LLMs are good at writing code. They are terrible at running it safely. If you let a model eval() arbitrary Python on your server, you have effectively handed it a shell. The fix the industry settled on in 2025 was the secure cloud sandbox, and the most popular one is E2B Code Interpreter — a Firecracker microVM that boots in under 200 ms, comes pre-installed with Python, Node.js, Jupyter, pandas, matplotlib, and a thousand other packages, and tears itself down when you're done.

In this tutorial we will wire E2B into a Next.js 15 application using the Vercel AI SDK and Claude (or any other tool-calling model) and ship a working "code interpreter" experience: a chat where the model can plot CSVs, run regressions, and return images and files in real time.

What You'll Build

A Next.js 15 app where users can:

Upload a CSV file
Ask natural-language questions like "What is the correlation between revenue and headcount?"
Watch the agent write Python, run it inside an isolated sandbox, and stream back text, charts, and downloadable artefacts

By the end you'll understand the full loop: prompt → tool call → sandbox execution → result rendering → UI update.

Prerequisites

Node.js 20 or higher (Next.js 15 requirement)
A package manager (pnpm recommended)
An E2B API key from e2b.dev (free tier covers this tutorial)
An Anthropic API key (or OpenAI, Google, Groq — any tool-calling provider works)
Basic familiarity with React Server Components and the App Router

Step 1: Project Setup

Bootstrap a fresh Next.js 15 project with TypeScript and Tailwind.

pnpm create next-app@latest e2b-agent --typescript --tailwind --app --eslint
cd e2b-agent

Install the AI SDK, the Anthropic provider, and the E2B Code Interpreter SDK.

pnpm add ai @ai-sdk/anthropic @ai-sdk/react @e2b/code-interpreter zod

Three packages matter here:

@e2b/code-interpreter — the official SDK that spins up sandboxes and runs code
ai and @ai-sdk/anthropic — Vercel AI SDK plus the Claude provider
@ai-sdk/react — the useChat hook that handles streaming on the client

Step 2: Configure Environment Variables

Create .env.local in the project root.

E2B_API_KEY=e2b_xxxxxxxxxxxxxxxx
ANTHROPIC_API_KEY=sk-ant-xxxxxxxxxx

Never commit this file.

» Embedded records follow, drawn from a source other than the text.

use std::sync::Arc;

use axum::{
    extract::{Request, State},
    http::{header, HeaderMap, StatusCode},
    middleware::Next,
    response::Response,
};
use chrono::Utc;
use tower_sessions::cookie::Cookie;
use tracing::Instrument;

use crate::config::Config;
use crate::context::{Identity, ReqContext, RequestFlags, RequestScope};
use crate::db::{user_auth_tokens, users, DbPool};
use crate::models::SignedInUser;
use crate::state::AppState;

/// Header asking downstream handlers to bypass caches
pub const SKIP_CACHE_HEADER: &str = "X-NoCache";
/// Header sent by the image renderer on its callbacks
pub const RENDER_KEY_HEADER: &str = "X-Render-Key";

/// Middleware that resolves who is calling and stores a [`RequestScope`]
/// for the `ReqContext` extractor.
///
/// The session token is read from the login cookie, then from
/// `Authorization: Bearer`. Without a token the request is anonymous when
/// anonymous access is enabled, unsigned otherwise.
pub async fn populate_context(
    State(state): State<AppState>,
    mut request: Request,
    next: Next,
) -> Response {
    let request_id = uuid::Uuid::new_v4().to_string();
    let span = tracing::info_span!(
        "request",
        request_id = %request_id,
        method = %request.method(),
        path = %request.uri().path(),
        user_id = tracing::field::Empty,
    );

    let headers = request.headers();
    let presented = session_token(headers, &state.config.login_cookie_name);
    let mut flags = RequestFlags {
        is_render_call: false,
        allow_anonymous: state.config.anonymous_enabled,
        skip_cache: headers
            .get(SKIP_CACHE_HEADER)
            .and_then(|v| v.to_str().ok())
            .is_some_and(|v| v.eq_ignore_ascii_case("true")),
    };
    let has_render_key = headers.contains_key(RENDER_KEY_HEADER);

    let identity = match presented {
        Some(token) => match resolve_token(&state.db, &token).instrument(span.clone()).await {
            Ok(Some(identity)) => identity,
            Ok(None) => {
                let scope = request_scope(&request_id, &span, unsigned(&state.config), flags);
                let mut ctx = ReqContext::new(request.uri().path(), scope, state.render_settings());
                if ctx.is_api_request() {
                    return ctx.json_api_err(StatusCode::UNAUTHORIZED, "Unauthorized", None);
                }
                span.in_scope(|| tracing::debug!("Ignoring unknown session token"));
                unsigned(&state.config)
            }
            Err(e) => {
                let scope = request_scope(&request_id, &span, Identity::default(), flags);
                let mut ctx = ReqContext::new(request.uri().path(), scope, state.render_settings());
                return if ctx.is_api_request() {
                    ctx.json_api_err(
                        StatusCode::INTERNAL_SERVER_ERROR,
                        "Failed to resolve session",
                        Some(&e),
                    )
                } else {
                    ctx.handle(
                        StatusCode::INTERNAL_SERVER_ERROR,
                        "Failed to resolve session",
                        Some(&e),
                    )
                };
            }
        },
        None => unsigned(&state.config),
    };

    flags.is_render_call = identity.is_signed_in && has_render_key;
    if identity.is_signed_in {
        span.record("user_id", identity.user.user_id);
    }

    request
        .extensions_mut()
        .insert(request_scope(&request_id, &span, identity, flags));

    next.run(request).instrument(span).await
}

fn request_scope(
    request_id: &str,
    span: &tracing::Span,
    identity: Identity,
    flags: RequestFlags,
) -> RequestScope {
    RequestScope {
        request_id: request_id.to_string(),
        span: span.clone(),
        identity: Arc::new(identity),
        flags,
    }
}

/// Identity for a request without valid credentials
fn unsigned(config: &Config) -> Identity {
    if config.anonymous_enabled {
        Identity {
            user: SignedInUser::anonymous(
                config.anonymous_org_id,
                &config.anonymous_org_name,
                config.anonymous_org_role,
            ),
            user_token: None,
            is_signed_in: false,
        }
    } else {
        Identity::default()
    }
}

/// Look up the presented token and its user, recording the first use of a fresh token
async fn resolve_token(db: &DbPool, presented: &str) -> Result<Option<Identity>, sqlx::Error> {
    let Some(mut token) = user_auth_tokens::lookup_token(db, presented).await? else {
        return Ok(None);
    };

    let Some(user) = users::find_signed_in_user(db, token.user_id).await? else {
        tracing::warn!(token_id = token.id, "Session token references a missing user");
        return Ok(None);
    };

    if token.needs_seen_update(presented) {
        let now = Utc::now().timestamp();
        if user_auth_tokens::mark_seen(db, &mut token, now).await? {
            users::update_last_seen(db, user.user_id, now).await?;
        }
    }

    Ok(Some(Identity {
        user,
        user_token: Some(Arc::new(token)),
        is_signed_in: true,
    }))
}

/// Token from the login cookie, falling back to a bearer token
pub fn session_token(headers: &HeaderMap, cookie_name: &str) -> Option<String> {
    let from_cookie = headers
        .get_all(header::COOKIE)
        .iter()
        .filter_map(|v| v.to_str().ok())
        .flat_map(|v| Cookie::split_parse(v))
        .filter_map(|c| c.ok())
        .find(|c| c.name() == cookie_name)
        .map(|c| c.value().to_string())
        .filter(|value| !value.is_empty());

    from_cookie.or_else(|| {
        headers
            .get(header::AUTHORIZATION)
            .and_then(|v| v.to_str().ok())
            .and_then(|v| v.strip_prefix("Bearer "))
            .map(|v| v.trim().to_string())
            .filter(|v| !v.is_empty())
    })
}
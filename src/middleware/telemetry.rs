use std::net::SocketAddr;

use axum::{extract::Request, middleware::Next, response::Response};
use metrics_exporter_prometheus::PrometheusBuilder;

use crate::context::{timer::REQUEST_DURATION_METRIC, RequestTimer};
use crate::error::Result;

/// Install the global recorder and serve Prometheus scrapes on `addr`.
///
/// Must run inside the tokio runtime, which hosts the scrape listener.
pub fn install_prometheus_exporter(addr: &str) -> Result<SocketAddr> {
    let addr: SocketAddr = addr.parse()?;
    PrometheusBuilder::new().with_http_listener(addr).install()?;
    metrics::describe_histogram!(
        REQUEST_DURATION_METRIC,
        metrics::Unit::Seconds,
        "Time spent in timed handlers"
    );
    Ok(addr)
}

/// Middleware that observes the timer a handler parked with `time_request`
pub async fn record_request_timer(request: Request, next: Next) -> Response {
    let response = next.run(request).await;

    if let Some(timer) = response.extensions().get::<RequestTimer>() {
        let elapsed = timer.observe(response.status());
        tracing::debug!(
            handler = timer.handler(),
            status = response.status().as_u16(),
            elapsed_ms = elapsed.as_millis() as u64,
            "request timed"
        );
    }

    response
}
use serde::Serialize;

use super::{HelpFlags1, SignedInUser};

#[derive(Debug, Serialize)]
pub struct HealthResponse {
    /// API status
    pub status: String,
    pub version: String,
    /// Whether the database answered a ping
    pub database: bool,
}

/// Signed-in user as returned by `GET /api/user`
#[derive(Debug, Serialize)]
#[serde(rename_all = "camelCase")]
pub struct UserResponse {
    #[serde(flatten)]
    pub user: SignedInUser,
    pub is_signed_in: bool,
}

#[derive(Debug, Serialize)]
#[serde(rename_all = "camelCase")]
pub struct HelpFlagsResponse {
    pub message: String,
    pub help_flags1: HelpFlags1,
}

Add it to .gitignore if your scaffold did not already.

Step 3: Build the Sandbox Helper

Create lib/sandbox.ts. This module owns sandbox lifecycle so the rest of the app stays clean.

import { Sandbox } from "@e2b/code-interpreter";
 
const TEMPLATE = "code-interpreter-v1";
const TIMEOUT_MS = 5 * 60 * 1000;
 
export async function createSandbox() {
  const sandbox = await Sandbox.create(TEMPLATE, {
    timeoutMs: TIMEOUT_MS,
  });
  return sandbox;
}
 
export async function runPython(sandboxId: string, code: string) {
  const sandbox = await Sandbox.connect(sandboxId);
  const execution = await sandbox.runCode(code, { language: "python" });
 
  return {
    stdout: execution.logs.stdout.join(""),
    stderr: execution.logs.stderr.join(""),
    results: execution.results.map((r) => ({
      text: r.text,
      png: r.png,
      html: r.html,
      json: r.json,
    })),
    error: execution.error?.value,
  };
}

A few things to notice. Sandbox.create returns a hot microVM in around 150 ms. runCode blocks until execution finishes and gives you typed results — stdout, stderr, rich outputs (matplotlib PNGs, pandas HTML tables), and structured errors. We persist sandboxId so subsequent tool calls in the same conversation reuse the same VM and keep their variables.

Step 4: Define the Tool Schema

Vercel AI SDK uses Zod to describe tools. Create lib/tools.ts.

import { tool } from "ai";
import { z } from "zod";
import { runPython, createSandbox } from "./sandbox";
 
export function buildTools(sandboxIdRef: { current: string | null }) {
  return {
    execute_python: tool({
      description:
        "Execute Python code in a secure sandbox. Use this for data analysis, calculations, plotting charts, and file manipulation. Variables persist across calls within the same conversation.",
      parameters: z.object({
        code: z
          .string()
          .describe("Valid Python code. Use matplotlib for plots."),
      }),
      execute: async ({ code }) => {
        if (!sandboxIdRef.current) {
          const sandbox = await createSandbox();
          sandboxIdRef.current = sandbox.sandboxId;
        }
        return runPython(sandboxIdRef.current, code);
      },
    }),
  };
}

sandboxIdRef is a tiny shared box passed by reference so the first tool call creates the sandbox and every subsequent call reuses it. This is the trick that makes multi-step reasoning work — the agent can define a variable in step one and read it in step three.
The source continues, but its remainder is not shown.